▸ YOUR ASSIGNMENT: Copying exactly, give the lines in the material below from the one with "pub fn search(&self, query: &str)" to the one with "head is unknown.", ends included, and nothing besides.

─── DATA FOR ANALYSIS

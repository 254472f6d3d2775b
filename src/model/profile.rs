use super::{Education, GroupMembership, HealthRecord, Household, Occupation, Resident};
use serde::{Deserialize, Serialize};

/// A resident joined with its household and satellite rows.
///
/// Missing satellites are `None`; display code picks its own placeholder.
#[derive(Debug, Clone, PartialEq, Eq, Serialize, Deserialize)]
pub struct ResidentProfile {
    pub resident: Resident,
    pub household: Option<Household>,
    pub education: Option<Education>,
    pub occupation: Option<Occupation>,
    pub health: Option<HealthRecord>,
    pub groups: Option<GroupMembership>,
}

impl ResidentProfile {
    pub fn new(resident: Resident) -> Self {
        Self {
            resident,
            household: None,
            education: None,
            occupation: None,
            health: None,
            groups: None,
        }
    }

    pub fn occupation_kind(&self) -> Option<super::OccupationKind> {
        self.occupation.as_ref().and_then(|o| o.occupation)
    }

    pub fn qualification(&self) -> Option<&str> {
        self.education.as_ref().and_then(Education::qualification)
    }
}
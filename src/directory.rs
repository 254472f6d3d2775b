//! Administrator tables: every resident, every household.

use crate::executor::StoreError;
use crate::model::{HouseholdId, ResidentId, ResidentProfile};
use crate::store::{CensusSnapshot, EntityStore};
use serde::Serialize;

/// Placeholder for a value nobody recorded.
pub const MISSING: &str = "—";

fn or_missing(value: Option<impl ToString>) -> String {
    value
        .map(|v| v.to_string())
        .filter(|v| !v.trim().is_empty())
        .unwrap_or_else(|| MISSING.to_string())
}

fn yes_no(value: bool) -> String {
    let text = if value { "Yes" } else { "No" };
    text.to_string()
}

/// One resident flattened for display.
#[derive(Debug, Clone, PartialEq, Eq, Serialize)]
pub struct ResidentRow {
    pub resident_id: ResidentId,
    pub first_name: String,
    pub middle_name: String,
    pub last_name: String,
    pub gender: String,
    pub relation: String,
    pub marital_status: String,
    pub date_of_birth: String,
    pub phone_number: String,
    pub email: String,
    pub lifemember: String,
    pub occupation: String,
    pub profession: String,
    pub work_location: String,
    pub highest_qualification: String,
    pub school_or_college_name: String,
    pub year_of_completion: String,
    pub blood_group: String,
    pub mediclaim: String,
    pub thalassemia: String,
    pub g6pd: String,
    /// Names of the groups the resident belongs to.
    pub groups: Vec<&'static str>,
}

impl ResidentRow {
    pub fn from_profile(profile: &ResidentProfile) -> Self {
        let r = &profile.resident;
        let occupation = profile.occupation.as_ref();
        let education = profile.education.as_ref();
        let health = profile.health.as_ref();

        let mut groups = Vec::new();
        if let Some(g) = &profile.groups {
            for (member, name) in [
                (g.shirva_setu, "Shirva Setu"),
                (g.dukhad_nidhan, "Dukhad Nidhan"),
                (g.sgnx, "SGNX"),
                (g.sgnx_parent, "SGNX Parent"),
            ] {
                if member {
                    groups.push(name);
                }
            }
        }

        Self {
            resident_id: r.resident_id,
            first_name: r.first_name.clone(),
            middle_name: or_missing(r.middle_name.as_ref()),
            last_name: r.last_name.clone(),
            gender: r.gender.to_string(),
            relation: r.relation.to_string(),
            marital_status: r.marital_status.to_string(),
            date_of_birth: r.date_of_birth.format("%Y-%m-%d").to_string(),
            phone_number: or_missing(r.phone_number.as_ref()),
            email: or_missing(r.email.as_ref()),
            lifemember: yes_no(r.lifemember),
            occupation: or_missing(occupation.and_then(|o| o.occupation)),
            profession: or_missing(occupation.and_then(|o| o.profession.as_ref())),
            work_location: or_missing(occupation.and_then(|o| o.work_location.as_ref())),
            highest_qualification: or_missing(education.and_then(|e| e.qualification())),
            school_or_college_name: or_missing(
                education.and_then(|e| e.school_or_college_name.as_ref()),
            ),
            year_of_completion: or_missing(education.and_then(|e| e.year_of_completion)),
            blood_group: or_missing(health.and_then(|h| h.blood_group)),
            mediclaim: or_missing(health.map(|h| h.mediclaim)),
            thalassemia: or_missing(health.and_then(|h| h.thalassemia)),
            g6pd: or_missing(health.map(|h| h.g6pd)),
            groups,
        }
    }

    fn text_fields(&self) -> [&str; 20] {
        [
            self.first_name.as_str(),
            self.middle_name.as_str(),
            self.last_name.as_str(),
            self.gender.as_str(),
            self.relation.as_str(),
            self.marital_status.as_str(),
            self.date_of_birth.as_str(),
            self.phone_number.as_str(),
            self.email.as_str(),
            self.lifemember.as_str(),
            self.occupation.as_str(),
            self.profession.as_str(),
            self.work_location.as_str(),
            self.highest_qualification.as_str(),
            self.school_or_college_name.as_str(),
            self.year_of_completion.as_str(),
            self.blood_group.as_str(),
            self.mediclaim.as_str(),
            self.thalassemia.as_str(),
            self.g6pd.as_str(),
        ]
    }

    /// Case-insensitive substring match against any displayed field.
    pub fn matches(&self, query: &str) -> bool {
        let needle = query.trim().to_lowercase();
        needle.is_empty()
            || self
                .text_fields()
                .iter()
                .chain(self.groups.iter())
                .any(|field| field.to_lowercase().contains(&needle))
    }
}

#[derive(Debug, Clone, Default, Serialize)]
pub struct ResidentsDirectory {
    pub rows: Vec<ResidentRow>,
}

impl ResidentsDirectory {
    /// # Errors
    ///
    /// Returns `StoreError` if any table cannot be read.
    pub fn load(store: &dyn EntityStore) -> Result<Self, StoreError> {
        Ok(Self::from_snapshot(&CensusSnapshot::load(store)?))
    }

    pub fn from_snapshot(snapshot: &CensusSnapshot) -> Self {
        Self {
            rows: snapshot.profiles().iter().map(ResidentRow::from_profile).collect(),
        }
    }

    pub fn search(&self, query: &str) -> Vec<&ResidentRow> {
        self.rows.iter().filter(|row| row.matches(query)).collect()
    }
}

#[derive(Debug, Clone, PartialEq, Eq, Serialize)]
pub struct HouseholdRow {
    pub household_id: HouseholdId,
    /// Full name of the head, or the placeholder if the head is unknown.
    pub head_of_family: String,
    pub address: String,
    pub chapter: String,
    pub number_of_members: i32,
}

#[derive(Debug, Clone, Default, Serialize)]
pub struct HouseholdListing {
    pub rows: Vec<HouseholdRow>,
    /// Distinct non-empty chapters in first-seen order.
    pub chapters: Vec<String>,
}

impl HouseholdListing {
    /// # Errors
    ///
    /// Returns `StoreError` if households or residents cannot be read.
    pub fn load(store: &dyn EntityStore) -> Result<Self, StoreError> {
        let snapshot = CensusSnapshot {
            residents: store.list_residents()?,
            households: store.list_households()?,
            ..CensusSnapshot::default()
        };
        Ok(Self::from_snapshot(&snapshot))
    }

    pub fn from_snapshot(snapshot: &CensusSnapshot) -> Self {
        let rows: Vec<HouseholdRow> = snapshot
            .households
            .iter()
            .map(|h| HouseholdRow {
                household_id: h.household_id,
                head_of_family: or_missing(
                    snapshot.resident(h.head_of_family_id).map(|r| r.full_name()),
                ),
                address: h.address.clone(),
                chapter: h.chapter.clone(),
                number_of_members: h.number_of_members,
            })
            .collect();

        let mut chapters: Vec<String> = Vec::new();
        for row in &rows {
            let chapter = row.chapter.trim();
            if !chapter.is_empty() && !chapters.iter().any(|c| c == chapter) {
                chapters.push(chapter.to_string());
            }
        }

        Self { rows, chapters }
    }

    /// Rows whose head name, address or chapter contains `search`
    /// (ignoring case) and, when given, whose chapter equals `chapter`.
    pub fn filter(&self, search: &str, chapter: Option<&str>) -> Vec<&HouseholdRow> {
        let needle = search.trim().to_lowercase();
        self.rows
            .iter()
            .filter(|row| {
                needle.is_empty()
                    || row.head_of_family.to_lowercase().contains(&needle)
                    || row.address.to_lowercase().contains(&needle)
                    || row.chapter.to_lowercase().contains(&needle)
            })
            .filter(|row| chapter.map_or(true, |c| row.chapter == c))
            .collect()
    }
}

──────

▸ SOLUTION TO THIS PROBLEM:
    pub fn search(&self, query: &str) -> Vec<&ResidentRow> {
        self.rows.iter().filter(|row| row.matches(query)).collect()
    }
}

#[derive(Debug, Clone, PartialEq, Eq, Serialize)]
pub struct HouseholdRow {
    pub household_id: HouseholdId,
    /// Full name of the head, or the placeholder if the head is unknown.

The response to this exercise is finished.